José GM Hofhuis, Henk F van Stel, Augustinus JP Schrijvers, Johannes H Rommes, Peter E Spronk

Abstract

INTRODUCTION: Acute kidney injury (AKI) is a serious complication in critically ill patients admitted to the Intensive Care Unit (ICU). We hypothesized that ICU survivors with AKI would have a worse health-related quality of life (HRQOL) outcome than ICU survivors without AKI. METHODS: We performed a long-term prospective observational study. Patients admitted for > 48 hours in a medical-surgical ICU were included and divided in two groups: patients who fulfilled RIFLE criteria for AKI and patients without AKI. We used the Short-Form 36 to evaluate HRQOL before admission (by proxy within 48 hours after admission of the patient), at ICU discharge, hospital discharge, 3 and 6 months following ICU discharge (all by patients).
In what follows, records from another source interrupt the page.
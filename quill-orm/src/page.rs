//! Pagination over counted result sets

use serde::{Deserialize, Serialize};

use crate::repo::Limit;

/// Default items per page
pub const DEFAULT_PAGE_SIZE: u64 = 10;

/// One page of a result set of `item_count` rows
#[derive(Debug, Clone, Copy, PartialEq, Eq, Serialize, Deserialize)]
pub struct Page {
    pub item_count: u64,
    /// 1-indexed
    pub page_index: u64,
    pub page_size: u64,
    pub page_count: u64,
    pub offset: u64,
    pub limit: u64,
    pub has_next: bool,
    pub has_previous: bool,
}

impl Page {
    /// Compute the window for `page_index`.
    ///
    /// - Page size is clamped to a minimum of 1
    /// - Page index is clamped into `1..=page_count`
    /// - An empty result set yields a zero-length window at offset 0
    pub fn new(item_count: u64, page_index: u64, page_size: u64) -> Self {
        let page_size = page_size.max(1);
        let page_count = item_count.div_ceil(page_size);

        if item_count == 0 {
            return Self {
                item_count,
                page_index: 1,
                page_size,
                page_count: 0,
                offset: 0,
                limit: 0,
                has_next: false,
                has_previous: false,
            };
        }

        let page_index = page_index.clamp(1, page_count);
        Self {
            item_count,
            page_index,
            page_size,
            page_count,
            offset: page_size * (page_index - 1),
            limit: page_size,
            has_next: page_index < page_count,
            has_previous: page_index > 1,
        }
    }

    /// `limit offset, count` clause for `Repo::find_all`.
    pub fn limit_clause(&self) -> Limit {
        Limit::Range(self.offset, self.limit)
    }

    pub fn is_empty(&self) -> bool {
        self.item_count == 0
    }
}

#[cfg(test)]
mod tests {
    use super::*;

    #[test]
    fn offset_calculation() {
        let p = Page::new(91, 1, 10);
        assert_eq!(p.offset, 0);
        assert_eq!(p.page_count, 10);

        let p = Page::new(91, 2, 10);
        assert_eq!(p.offset, 10);

        let p = Page::new(91, 10, 10);
        assert_eq!(p.offset, 90);
        assert!(!p.has_next);
        assert!(p.has_previous);
    }

    #[test]
    fn clamps_page_index() {
        let p = Page::new(25, 0, 10);
        assert_eq!(p.page_index, 1);

        let p = Page::new(25, 99, 10);
        assert_eq!(p.page_index, 3);
        assert_eq!(p.offset, 20);
    }

    #[test]
    fn clamps_page_size() {
        let p = Page::new(3, 1, 0);
        assert_eq!(p.page_size, 1);
        assert_eq!(p.page_count, 3);
    }

    #[test]
    fn empty_result_set() {
        let p = Page::new(0, 1, 10);
        assert!(p.is_empty());
        assert_eq!(p.limit, 0);
        assert!(!p.has_next);
        assert!(!p.has_previous);
        assert_eq!(p.limit_clause(), Limit::Range(0, 0));
    }

    #[test]
    fn has_next_prev() {
        let p = Page::new(30, 2, 10);
        assert!(p.has_next);
        assert!(p.has_previous);
    }
}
Recovery in HRQOL from ICU-admission onwards was assessed using linear mixed modelling. RESULTS: Between September 2000 and January 2007 all admissions were screened for study participation. We included a total of 749 patients. At six months after ICU discharge 73 patients with AKI and 325 patients without AKI could be evaluated. In survivors with and without AKI, the pre-admission HRQOL (by proxy) and at six months after ICU discharge was significantly lower compared with an age matched general population. Most SF-36 dimensions changed significantly over time from ICU discharge. Change over time of HRQOL between the different AKI Rifle classes (Risk, Injury, Failure) showed no significant differences. At ICU discharge, scores were lowest in the group with AKI compared with the group without AKI for the physical functioning, role-physical and general health dimensions. However, there were almost no differences in HRQOL between both groups at six months. CONCLUSIONS: The pre-admission HRQOL (by proxy) of AKI survivors was significantly lower in two dimensions compared with the age matched general population. Six months after ICU discharge survivors with and without AKI showed an almost similar HRQOL. However, compared with the general population with a similar age, HRQOL was poorer in both groups.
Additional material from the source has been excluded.